━━━ EXCERPTED DATA ━━━

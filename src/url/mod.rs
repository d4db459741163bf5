//! URL handling module
//!
//! This module provides URL normalization, domain and origin extraction, and
//! the scope/denylist predicate that decides which URLs enter the frontier.

mod domain;
mod filter;
mod normalize;

// Re-export main functions
pub use domain::{domain_of, extract_domain, homepage_url, is_homepage, origin_of};
pub use filter::{should_crawl, FilterRules};
pub use normalize::normalize_url;

#[cfg(test)]
mod tests {
    use super::*;

    #[test]
    fn test_normalized_urls_pass_filter() {
        let rules = FilterRules::default();
        let url = normalize_url("https://example.com/products/?b=2&a=1#reviews");
        assert_eq!(url, "https://example.com/products?a=1&b=2");
        assert!(should_crawl(&url, "example.com", &rules));
    }

    #[test]
    fn test_domain_of_matches_filter_scope() {
        let rules = FilterRules::empty();
        let start = "https://Example.com/start";
        let domain = domain_of(start).unwrap();
        assert!(should_crawl("https://example.com/other", &domain, &rules));
    }
}
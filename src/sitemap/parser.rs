//! Sitemap XML parsing
//!
//! A single pass over the document classifies it by its root element and
//! collects the entries underneath.

use crate::SitemapError;
use quick_xml::events::Event;
use quick_xml::Reader;

/// A child sitemap listed in a sitemap index
#[derive(Debug, Clone, PartialEq)]
pub struct SitemapRef {
    pub url: String,
    pub lastmod: Option<String>,
}

/// A page listed in a urlset
#[derive(Debug, Clone, PartialEq)]
pub struct SitemapUrl {
    pub url: String,
    pub lastmod: Option<String>,
    pub changefreq: Option<String>,
    /// `None` when absent or not a number
    pub priority: Option<f64>,
}

/// A parsed sitemap document
#[derive(Debug, Clone, PartialEq)]
pub enum SitemapDocument {
    /// `<sitemapindex>`: links to further sitemaps
    Index(Vec<SitemapRef>),
    /// `<urlset>`: links to pages
    UrlSet(Vec<SitemapUrl>),
    /// Any other root element, or no root element at all
    Unknown,
}

#[derive(Debug, Clone, Copy, PartialEq)]
enum Root {
    Index,
    UrlSet,
    Other,
}

#[derive(Debug, Clone, Copy)]
enum Field {
    Loc,
    LastMod,
    ChangeFreq,
    Priority,
}

impl Field {
    fn from_name(name: &[u8]) -> Option<Self> {
        match name {
            b"loc" => Some(Self::Loc),
            b"lastmod" => Some(Self::LastMod),
            b"changefreq" => Some(Self::ChangeFreq),
            b"priority" => Some(Self::Priority),
            _ => None,
        }
    }
}

#[derive(Debug, Default)]
struct Entry {
    loc: String,
    lastmod: Option<String>,
    changefreq: Option<String>,
    priority: Option<String>,
}

impl Entry {
    fn set(&mut self, field: Field, value: &str) {
        let value = value.trim();
        match field {
            Field::Loc => self.loc = value.to_string(),
            Field::LastMod => self.lastmod = non_empty(value),
            Field::ChangeFreq => self.changefreq = non_empty(value),
            Field::Priority => self.priority = non_empty(value),
        }
    }
}

fn non_empty(value: &str) -> Option<String> {
    if value.is_empty() {
        None
    } else {
        Some(value.to_string())
    }
}

fn classify_root(name: &[u8]) -> Root {
    match name {
        b"sitemapindex" => Root::Index,
        b"urlset" => Root::UrlSet,
        _ => Root::Other,
    }
}

fn entry_name(root: Root) -> Option<&'static [u8]> {
    match root {
        Root::Index => Some(&b"sitemap"[..]),
        Root::UrlSet => Some(&b"url"[..]),
        Root::Other => None,
    }
}

/// Parses and classifies a sitemap document
///
/// Namespace prefixes are ignored. Entries without a `<loc>` are dropped.
///
/// # Arguments
///
/// * `source` - URL the document was fetched from (used in errors)
/// * `xml` - The document body
///
/// # Returns
///
/// * `Ok(SitemapDocument)` - The classified document
/// * `Err(SitemapError::Parse)` - Mismatched or unclosed tags, or bad escapes
pub fn parse_sitemap(source: &str, xml: &str) -> Result<SitemapDocument, SitemapError> {
    let parse_error = |message: String| SitemapError::Parse {
        url: source.to_string(),
        message,
    };

    let mut reader = Reader::from_str(xml);
    reader.config_mut().trim_text(true);

    let mut root: Option<Root> = None;
    let mut depth = 0usize;
    let mut entry: Option<Entry> = None;
    let mut field: Option<Field> = None;
    let mut text = String::new();

    let mut refs = Vec::new();
    let mut urls = Vec::new();

    loop {
        match reader.read_event() {
            Ok(Event::Start(e)) => {
                let name = e.local_name();
                match depth {
                    0 if root.is_none() => root = Some(classify_root(name.as_ref())),
                    1 if root.and_then(entry_name) == Some(name.as_ref()) => {
                        entry = Some(Entry::default());
                    }
                    2 if entry.is_some() => {
                        field = Field::from_name(name.as_ref());
                        text.clear();
                    }
                    _ => {}
                }
                depth += 1;
            }
            Ok(Event::Empty(e)) => {
                if depth == 0 && root.is_none() {
                    root = Some(classify_root(e.local_name().as_ref()));
                }
            }
            Ok(Event::Text(e)) => {
                if field.is_some() {
                    let value = e.unescape().map_err(|e| parse_error(e.to_string()))?;
                    text.push_str(&value);
                }
            }
            Ok(Event::CData(e)) => {
                if field.is_some() {
                    text.push_str(&String::from_utf8_lossy(&e.into_inner()));
                }
            }
            Ok(Event::End(_)) => {
                depth = depth.saturating_sub(1);
                match depth {
                    2 => {
                        if let (Some(f), Some(current)) = (field.take(), entry.as_mut()) {
                            current.set(f, &text);
                        }
                    }
                    1 => {
                        if let Some(done) = entry.take() {
                            if done.loc.is_empty() {
                                continue;
                            }
                            match root {
                                Some(Root::Index) => refs.push(SitemapRef {
                                    url: done.loc,
                                    lastmod: done.lastmod,
                                }),
                                Some(Root::UrlSet) => urls.push(SitemapUrl {
                                    url: done.loc,
                                    lastmod: done.lastmod,
                                    changefreq: done.changefreq,
                                    priority: done
                                        .priority
                                        .and_then(|p| p.parse::<f64>().ok())
                                        .filter(|p| p.is_finite()),
                                }),
                                _ => {}
                            }
                        }
                    }
                    _ => {}
                }
            }
            Ok(Event::Eof) => break,
            Err(e) => {
                return Err(parse_error(format!(
                    "error at position {}: {}",
                    reader.buffer_position(),
                    e
                )))
            }
            _ => {}
        }
    }

    if depth > 0 {
        return Err(parse_error("unexpected end of document: unclosed element".to_string()));
    }

    Ok(match root {
        Some(Root::Index) => SitemapDocument::Index(refs),
        Some(Root::UrlSet) => SitemapDocument::UrlSet(urls),
        _ => SitemapDocument::Unknown,
    })
}
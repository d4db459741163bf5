//! Statistics from the crawl database
//!
//! This module reads per-domain queue and cache counts from the storage
//! layer and prints them for `--stats`.

use crate::storage::{DomainStats, Storage};
use crate::Result;

/// Loads statistics for one domain
///
/// # Arguments
///
/// * `storage` - The storage backend to query
/// * `domain` - Domain key, as produced by `domain_of`
///
/// # Returns
///
/// * `Ok(DomainStats)` - Queue and cache counts
/// * `Err(CrawlerError)` - Failed to query storage
pub fn load_statistics<S: Storage + ?Sized>(storage: &S, domain: &str) -> Result<DomainStats> {
    Ok(storage.domain_stats(domain)?)
}

/// Prints statistics to stdout in a formatted manner
pub fn print_statistics(stats: &DomainStats) {
    println!("=== Crawl Statistics: {} ===\n", stats.domain);

    println!("Queue:");
    println!("  Discovered URLs: {}", stats.discovered);
    println!("  Crawled URLs: {}", stats.crawled);
    println!("  Pending URLs: {}", stats.pending());
    println!();

    println!("Cache:");
    println!("  Cached pages: {}", stats.cached_pages);
    println!("  Failed pages: {}", stats.failed_pages);

    println!(
        "\nSuccess Rate: {:.1}% ({} / {} cached pages)",
        stats.success_rate(),
        stats.cached_pages.saturating_sub(stats.failed_pages),
        stats.cached_pages
    );
}

impl DomainStats {
    /// URLs queued but not yet crawled
    pub fn pending(&self) -> u64 {
        self.discovered.saturating_sub(self.crawled)
    }

    /// Share of cached pages without an error, in percent
    pub fn success_rate(&self) -> f64 {
        if self.cached_pages == 0 {
            return 0.0;
        }
        let ok = self.cached_pages.saturating_sub(self.failed_pages);
        ok as f64 / self.cached_pages as f64 * 100.0
    }
}
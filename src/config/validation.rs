use crate::config::types::{Config, CrawlerConfig, FilterConfig, OutputConfig, SitemapConfig, UserAgentConfig};
use crate::ConfigError;
use regex::Regex;
use url::Url;

/// Validates the entire configuration
pub fn validate(config: &Config) -> Result<(), ConfigError> {
    validate_crawler_config(&config.crawler)?;
    validate_sitemap_config(&config.sitemap)?;
    validate_user_agent_config(&config.user_agent)?;
    validate_output_config(&config.output)?;
    validate_filter_config(&config.filter)?;
    Ok(())
}

/// Validates crawler configuration
fn validate_crawler_config(config: &CrawlerConfig) -> Result<(), ConfigError> {
    if config.parallel < 1 || config.parallel > 100 {
        return Err(ConfigError::Validation(format!(
            "parallel must be between 1 and 100, got {}",
            config.parallel
        )));
    }

    if config.max_pages < 1 {
        return Err(ConfigError::Validation(format!(
            "max_pages must be >= 1, got {}",
            config.max_pages
        )));
    }

    if config.page_timeout < 1 {
        return Err(ConfigError::Validation(
            "page_timeout must be at least 1 second".to_string(),
        ));
    }

    Ok(())
}

/// Validates sitemap discovery limits
fn validate_sitemap_config(config: &SitemapConfig) -> Result<(), ConfigError> {
    if config.timeout < 1 || config.robots_timeout < 1 {
        return Err(ConfigError::Validation(format!(
            "sitemap timeouts must be at least 1 second, got timeout={} robots_timeout={}",
            config.timeout, config.robots_timeout
        )));
    }

    if config.max_sitemaps < 1 {
        return Err(ConfigError::Validation(
            "max_sitemaps must be >= 1".to_string(),
        ));
    }

    Ok(())
}

/// Validates user agent configuration
fn validate_user_agent_config(config: &UserAgentConfig) -> Result<(), ConfigError> {
    // Validate crawler name: non-empty, alphanumeric + hyphens only
    if config.crawler_name.is_empty() {
        return Err(ConfigError::Validation(
            "crawler_name cannot be empty".to_string(),
        ));
    }

    if !config
        .crawler_name
        .chars()
        .all(|c| c.is_alphanumeric() || c == '-')
    {
        return Err(ConfigError::Validation(format!(
            "crawler_name must contain only alphanumeric characters and hyphens, got '{}'",
            config.crawler_name
        )));
    }

    Url::parse(&config.contact_url)
        .map_err(|e| ConfigError::InvalidUrl(format!("Invalid contact_url: {}", e)))?;

    Ok(())
}

/// Validates output configuration
fn validate_output_config(config: &OutputConfig) -> Result<(), ConfigError> {
    if config.database_path.is_empty() {
        return Err(ConfigError::Validation(
            "database_path cannot be empty".to_string(),
        ));
    }

    Ok(())
}

/// Validates denylist additions
fn validate_filter_config(config: &FilterConfig) -> Result<(), ConfigError> {
    for pattern in &config.exclude_patterns {
        Regex::new(pattern)
            .map_err(|e| ConfigError::InvalidPattern(format!("'{}': {}", pattern, e)))?;
    }

    for prefix in &config.extra_path_prefixes {
        if !prefix.starts_with('/') {
            return Err(ConfigError::InvalidPattern(format!(
                "path prefix '{}' must start with '/'",
                prefix
            )));
        }
    }

    for ext in &config.extra_extensions {
        if ext.is_empty() || ext.contains('/') {
            return Err(ConfigError::InvalidPattern(format!(
                "invalid file extension '{}'",
                ext
            )));
        }
    }

    Ok(())
}
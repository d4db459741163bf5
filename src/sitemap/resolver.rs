use crate::crawler::Fetcher;
use crate::robots::robots_sitemaps;
use crate::sitemap::fetch::fetch_sitemap;
use crate::sitemap::parser::SitemapDocument;
use crate::url::{extract_domain, is_homepage, normalize_url, origin_of, should_crawl, FilterRules};
use futures::future::join_all;
use serde::Serialize;
use std::cmp::Ordering;
use std::collections::HashSet;
use tracing::{debug, info, warn};
use url::Url;

/// Well-known sitemap locations tried on every site
const WELL_KNOWN_SITEMAP_PATHS: &[&str] = &[
    "/sitemap.xml",
    "/sitemap_index.xml",
    "/sitemaps.xml",
    "/sitemap/sitemap.xml",
    "/wp-sitemap.xml",
    "/sitemap/index.xml",
];

/// Entries taken from a single urlset
pub const MAX_URLS_PER_SITEMAP: usize = 1000;

/// Unvisited sitemaps processed per nesting level
pub const MAX_SITEMAPS_PER_LEVEL: usize = 20;

/// Priority assumed for entries without a usable `<priority>`
const DEFAULT_PRIORITY: f64 = 0.5;

/// Limits for sitemap discovery
#[derive(Debug, Clone, Copy, PartialEq, Eq)]
pub struct DiscoveryOptions {
    /// Maximum number of URLs returned
    pub max_urls: usize,
    /// Maximum nesting levels followed, counting the candidates as level one
    pub max_depth: usize,
    /// Maximum number of candidate sitemaps
    pub max_sitemaps: usize,
}

impl Default for DiscoveryOptions {
    fn default() -> Self {
        Self {
            max_urls: 1000,
            max_depth: 3,
            max_sitemaps: 50,
        }
    }
}

/// Where a discovered URL came from
#[derive(Debug, Clone, Copy, PartialEq, Eq, Serialize)]
#[serde(rename_all = "lowercase")]
pub enum UrlSource {
    Sitemap,
}

impl UrlSource {
    /// Provenance label stored with queued URLs
    pub fn as_str(&self) -> &'static str {
        match self {
            Self::Sitemap => "sitemap",
        }
    }
}

/// A page URL found through sitemap discovery
#[derive(Debug, Clone, PartialEq, Serialize)]
pub struct DiscoveredUrl {
    /// Normalized URL
    pub url: String,
    pub source: UrlSource,
    pub lastmod: Option<String>,
    pub priority: Option<f64>,
    pub changefreq: Option<String>,
}

/// Discovers crawlable page URLs from a site's sitemaps
///
/// # Algorithm
///
/// 1. Candidates: `Sitemap:` entries from robots.txt followed by the
///    well-known locations, deduplicated and capped at `max_sitemaps`
/// 2. Breadth-first walk, one nesting level per step, for at most
///    `max_depth` levels. Each level fetches up to 20 sitemaps not seen before.
///    A urlset contributes its first 1000 entries that pass `rules` for the
///    base domain. An index contributes its children to the next level.
/// 3. Failed or malformed sitemaps are logged and skipped
/// 4. Deduplicate by normalized URL (first wins) and cap at `max_urls`
/// 5. Order: homepage first, then by descending priority (0.5 when missing)
///
/// # Arguments
///
/// * `fetcher` - HTTP boundary
/// * `base_url` - Any URL on the site
/// * `options` - Discovery limits
/// * `rules` - Denylist applied to urlset entries
///
/// # Returns
///
/// The discovered URLs; empty when nothing was found. Never fails.
pub async fn discover_urls_from_sitemaps(
    fetcher: &Fetcher,
    base_url: &str,
    options: &DiscoveryOptions,
    rules: &FilterRules,
) -> Vec<DiscoveredUrl> {
    let base = match Url::parse(base_url) {
        Ok(base) => base,
        Err(e) => {
            warn!("Cannot discover sitemaps for {}: {}", base_url, e);
            return Vec::new();
        }
    };
    let (Some(domain), Some(origin)) = (extract_domain(&base), origin_of(&base)) else {
        warn!("Cannot discover sitemaps for {}: no host", base_url);
        return Vec::new();
    };

    let mut candidates = robots_sitemaps(fetcher, base_url).await;
    candidates.extend(
        WELL_KNOWN_SITEMAP_PATHS
            .iter()
            .map(|path| format!("{}{}", origin, path)),
    );
    let mut seen = HashSet::new();
    candidates.retain(|url| seen.insert(url.clone()));
    candidates.truncate(options.max_sitemaps);

    debug!("Sitemap candidates for {}: {:?}", domain, candidates);

    let mut visited: HashSet<String> = HashSet::new();
    let mut level = candidates;
    let mut found: Vec<DiscoveredUrl> = Vec::new();

    for depth in 0..options.max_depth {
        let batch: Vec<String> = level
            .into_iter()
            .filter(|url| visited.insert(url.clone()))
            .take(MAX_SITEMAPS_PER_LEVEL)
            .collect();
        if batch.is_empty() {
            break;
        }

        let results = join_all(batch.iter().map(|url| fetch_sitemap(fetcher, url))).await;

        let mut next_level = Vec::new();
        for (url, result) in batch.iter().zip(results) {
            match result {
                Ok(SitemapDocument::UrlSet(entries)) => {
                    debug!("Sitemap {} (level {}): {} entries", url, depth + 1, entries.len());
                    found.extend(
                        entries
                            .into_iter()
                            .take(MAX_URLS_PER_SITEMAP)
                            .filter(|entry| should_crawl(&entry.url, &domain, rules))
                            .map(|entry| DiscoveredUrl {
                                url: normalize_url(&entry.url),
                                source: UrlSource::Sitemap,
                                lastmod: entry.lastmod,
                                priority: entry.priority,
                                changefreq: entry.changefreq,
                            }),
                    );
                }
                Ok(SitemapDocument::Index(children)) => {
                    debug!("Sitemap index {} (level {}): {} children", url, depth + 1, children.len());
                    next_level.extend(
                        children
                            .into_iter()
                            .map(|child| child.url)
                            .filter(|child| !visited.contains(child)),
                    );
                }
                Ok(SitemapDocument::Unknown) => {
                    debug!("Ignoring {}: not a sitemap document", url);
                }
                Err(e) => {
                    warn!("Skipping sitemap: {}", e);
                }
            }
        }

        level = next_level;
    }

    let mut seen = HashSet::new();
    found.retain(|entry| seen.insert(entry.url.clone()));
    found.truncate(options.max_urls);
    sort_discovered(&mut found, &origin);

    info!("Discovered {} URLs from sitemaps for {}", found.len(), domain);
    found
}

/// Stable sort: homepage first, then descending priority
fn sort_discovered(urls: &mut [DiscoveredUrl], origin: &str) {
    urls.sort_by(|a, b| {
        let a_home = is_homepage(&a.url, origin);
        let b_home = is_homepage(&b.url, origin);
        b_home.cmp(&a_home).then_with(|| {
            let a_priority = a.priority.unwrap_or(DEFAULT_PRIORITY);
            let b_priority = b.priority.unwrap_or(DEFAULT_PRIORITY);
            b_priority.partial_cmp(&a_priority).unwrap_or(Ordering::Equal)
        })
    });
}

━━━

§ YOUR OBJECTIVE:
The answer must be every line of the entries that includes the word "crate".

§ RESPONSE TO THIS TASK:
use crate::SitemapError;
use crate::storage::{DomainStats, Storage};
use crate::Result;
use crate::config::types::{Config, CrawlerConfig, FilterConfig, OutputConfig, SitemapConfig, UserAgentConfig};
use crate::ConfigError;
use crate::crawler::Fetcher;
use crate::robots::robots_sitemaps;
use crate::sitemap::fetch::fetch_sitemap;
use crate::sitemap::parser::SitemapDocument;
use crate::url::{extract_domain, is_homepage, normalize_url, origin_of, should_crawl, FilterRules};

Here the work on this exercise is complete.